-- AIM OF THE TASK --
Nothing more is wanted than an exact repeat of the data below.

Start of DATA

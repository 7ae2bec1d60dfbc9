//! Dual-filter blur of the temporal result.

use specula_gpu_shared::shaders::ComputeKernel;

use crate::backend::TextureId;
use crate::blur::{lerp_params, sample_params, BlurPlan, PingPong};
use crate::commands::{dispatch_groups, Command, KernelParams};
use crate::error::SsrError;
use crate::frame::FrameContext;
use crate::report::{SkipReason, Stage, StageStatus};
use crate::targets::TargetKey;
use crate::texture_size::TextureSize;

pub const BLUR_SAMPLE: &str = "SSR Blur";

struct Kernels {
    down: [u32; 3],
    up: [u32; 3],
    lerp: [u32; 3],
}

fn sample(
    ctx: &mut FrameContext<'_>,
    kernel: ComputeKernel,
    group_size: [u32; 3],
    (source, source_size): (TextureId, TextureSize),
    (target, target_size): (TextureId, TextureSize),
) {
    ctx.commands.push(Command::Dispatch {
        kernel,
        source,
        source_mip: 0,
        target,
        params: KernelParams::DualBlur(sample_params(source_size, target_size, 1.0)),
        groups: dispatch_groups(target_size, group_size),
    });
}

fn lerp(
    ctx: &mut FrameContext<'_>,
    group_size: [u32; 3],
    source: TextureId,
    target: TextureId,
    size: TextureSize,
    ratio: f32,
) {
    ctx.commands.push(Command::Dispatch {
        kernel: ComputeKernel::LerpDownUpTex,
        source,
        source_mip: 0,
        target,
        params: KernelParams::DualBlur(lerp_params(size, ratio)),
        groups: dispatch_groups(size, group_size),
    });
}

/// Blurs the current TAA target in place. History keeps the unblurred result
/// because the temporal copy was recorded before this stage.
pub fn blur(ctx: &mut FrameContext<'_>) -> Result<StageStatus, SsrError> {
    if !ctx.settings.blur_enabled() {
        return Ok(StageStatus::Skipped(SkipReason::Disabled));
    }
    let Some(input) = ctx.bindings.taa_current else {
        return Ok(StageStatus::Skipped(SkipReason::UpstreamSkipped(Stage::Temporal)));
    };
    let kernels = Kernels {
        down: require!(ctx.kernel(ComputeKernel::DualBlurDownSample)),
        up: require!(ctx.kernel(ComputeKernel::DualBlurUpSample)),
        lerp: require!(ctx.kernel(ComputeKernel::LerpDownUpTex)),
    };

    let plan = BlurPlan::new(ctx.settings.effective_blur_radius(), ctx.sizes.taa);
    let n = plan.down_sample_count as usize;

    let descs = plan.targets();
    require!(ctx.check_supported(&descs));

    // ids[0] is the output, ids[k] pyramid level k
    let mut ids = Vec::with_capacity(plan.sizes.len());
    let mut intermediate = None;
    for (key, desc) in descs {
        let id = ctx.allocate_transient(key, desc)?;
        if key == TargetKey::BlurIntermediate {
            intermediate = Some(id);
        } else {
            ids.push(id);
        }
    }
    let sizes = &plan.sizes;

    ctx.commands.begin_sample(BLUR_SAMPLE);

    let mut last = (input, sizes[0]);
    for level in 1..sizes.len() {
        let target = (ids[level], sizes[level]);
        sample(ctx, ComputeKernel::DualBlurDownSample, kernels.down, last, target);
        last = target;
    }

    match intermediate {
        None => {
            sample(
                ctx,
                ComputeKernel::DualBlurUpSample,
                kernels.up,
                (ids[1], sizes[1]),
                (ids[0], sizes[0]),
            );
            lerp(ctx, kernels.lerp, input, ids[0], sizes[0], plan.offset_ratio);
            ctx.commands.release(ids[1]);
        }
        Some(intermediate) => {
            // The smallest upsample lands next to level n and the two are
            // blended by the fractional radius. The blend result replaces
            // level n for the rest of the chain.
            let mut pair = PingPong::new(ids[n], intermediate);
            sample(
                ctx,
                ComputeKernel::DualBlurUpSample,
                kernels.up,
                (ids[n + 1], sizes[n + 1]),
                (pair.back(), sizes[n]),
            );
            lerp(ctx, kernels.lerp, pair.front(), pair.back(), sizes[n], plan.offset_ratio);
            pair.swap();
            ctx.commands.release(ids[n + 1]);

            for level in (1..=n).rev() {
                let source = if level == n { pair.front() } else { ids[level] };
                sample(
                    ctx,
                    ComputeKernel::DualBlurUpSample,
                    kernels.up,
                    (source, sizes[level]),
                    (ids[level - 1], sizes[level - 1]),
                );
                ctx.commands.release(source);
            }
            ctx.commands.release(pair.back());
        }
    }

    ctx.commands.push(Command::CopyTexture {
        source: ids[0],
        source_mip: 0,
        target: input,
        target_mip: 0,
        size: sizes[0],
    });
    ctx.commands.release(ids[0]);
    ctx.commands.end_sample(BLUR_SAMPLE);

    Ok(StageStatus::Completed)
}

End of DATA

-- RESPONSE --
repository 7ae2bec1d60dfbc9
//! Dual-filter blur of the temporal result.

use specula_gpu_shared::shaders::ComputeKernel;

use crate::backend::TextureId;
use crate::blur::{lerp_params, sample_params, BlurPlan, PingPong};
use crate::commands::{dispatch_groups, Command, KernelParams};
use crate::error::SsrError;
use crate::frame::FrameContext;
use crate::report::{SkipReason, Stage, StageStatus};
use crate::targets::TargetKey;
use crate::texture_size::TextureSize;

pub const BLUR_SAMPLE: &str = "SSR Blur";

struct Kernels {
    down: [u32; 3],
    up: [u32; 3],
    lerp: [u32; 3],
}

fn sample(
    ctx: &mut FrameContext<'_>,
    kernel: ComputeKernel,
    group_size: [u32; 3],
    (source, source_size): (TextureId, TextureSize),
    (target, target_size): (TextureId, TextureSize),
) {
    ctx.commands.push(Command::Dispatch {
        kernel,
        source,
        source_mip: 0,
        target,
        params: KernelParams::DualBlur(sample_params(source_size, target_size, 1.0)),
        groups: dispatch_groups(target_size, group_size),
    });
}

fn lerp(
    ctx: &mut FrameContext<'_>,
    group_size: [u32; 3],
    source: TextureId,
    target: TextureId,
    size: TextureSize,
    ratio: f32,
) {
    ctx.commands.push(Command::Dispatch {
        kernel: ComputeKernel::LerpDownUpTex,
        source,
        source_mip: 0,
        target,
        params: KernelParams::DualBlur(lerp_params(size, ratio)),
        groups: dispatch_groups(size, group_size),
    });
}

/// Blurs the current TAA target in place. History keeps the unblurred result
/// because the temporal copy was recorded before this stage.
pub fn blur(ctx: &mut FrameContext<'_>) -> Result<StageStatus, SsrError> {
    if !ctx.settings.blur_enabled() {
        return Ok(StageStatus::Skipped(SkipReason::Disabled));
    }
    let Some(input) = ctx.bindings.taa_current else {
        return Ok(StageStatus::Skipped(SkipReason::UpstreamSkipped(Stage::Temporal)));
    };
    let kernels = Kernels {
        down: require!(ctx.kernel(ComputeKernel::DualBlurDownSample)),
        up: require!(ctx.kernel(ComputeKernel::DualBlurUpSample)),
        lerp: require!(ctx.kernel(ComputeKernel::LerpDownUpTex)),
    };

    let plan = BlurPlan::new(ctx.settings.effective_blur_radius(), ctx.sizes.taa);
    let n = plan.down_sample_count as usize;

    let descs = plan.targets();
    require!(ctx.check_supported(&descs));

    // ids[0] is the output, ids[k] pyramid level k
    let mut ids = Vec::with_capacity(plan.sizes.len());
    let mut intermediate = None;
    for (key, desc) in descs {
        let id = ctx.allocate_transient(key, desc)?;
        if key == TargetKey::BlurIntermediate {
            intermediate = Some(id);
        } else {
            ids.push(id);
        }
    }
    let sizes = &plan.sizes;

    ctx.commands.begin_sample(BLUR_SAMPLE);

    let mut last = (input, sizes[0]);
    for level in 1..sizes.len() {
        let target = (ids[level], sizes[level]);
        sample(ctx, ComputeKernel::DualBlurDownSample, kernels.down, last, target);
        last = target;
    }

    match intermediate {
        None => {
            sample(
                ctx,
                ComputeKernel::DualBlurUpSample,
                kernels.up,
                (ids[1], sizes[1]),
                (ids[0], sizes[0]),
            );
            lerp(ctx, kernels.lerp, input, ids[0], sizes[0], plan.offset_ratio);
            ctx.commands.release(ids[1]);
        }
        Some(intermediate) => {
            // The smallest upsample lands next to level n and the two are
            // blended by the fractional radius. The blend result replaces
            // level n for the rest of the chain.
            let mut pair = PingPong::new(ids[n], intermediate);
            sample(
                ctx,
                ComputeKernel::DualBlurUpSample,
                kernels.up,
                (ids[n + 1], sizes[n + 1]),
                (pair.back(), sizes[n]),
            );
            lerp(ctx, kernels.lerp, pair.front(), pair.back(), sizes[n], plan.offset_ratio);
            pair.swap();
            ctx.commands.release(ids[n + 1]);

            for level in (1..=n).rev() {
                let source = if level == n { pair.front() } else { ids[level] };
                sample(
                    ctx,
                    ComputeKernel::DualBlurUpSample,
                    kernels.up,
                    (source, sizes[level]),
                    (ids[level - 1], sizes[level - 1]),
                );
                ctx.commands.release(source);
            }
            ctx.commands.release(pair.back());
        }
    }

    ctx.commands.push(Command::CopyTexture {
        source: ids[0],
        source_mip: 0,
        target: input,
        target_mip: 0,
        size: sizes[0],
    });
    ctx.commands.release(ids[0]);
    ctx.commands.end_sample(BLUR_SAMPLE);

    Ok(StageStatus::Completed)
}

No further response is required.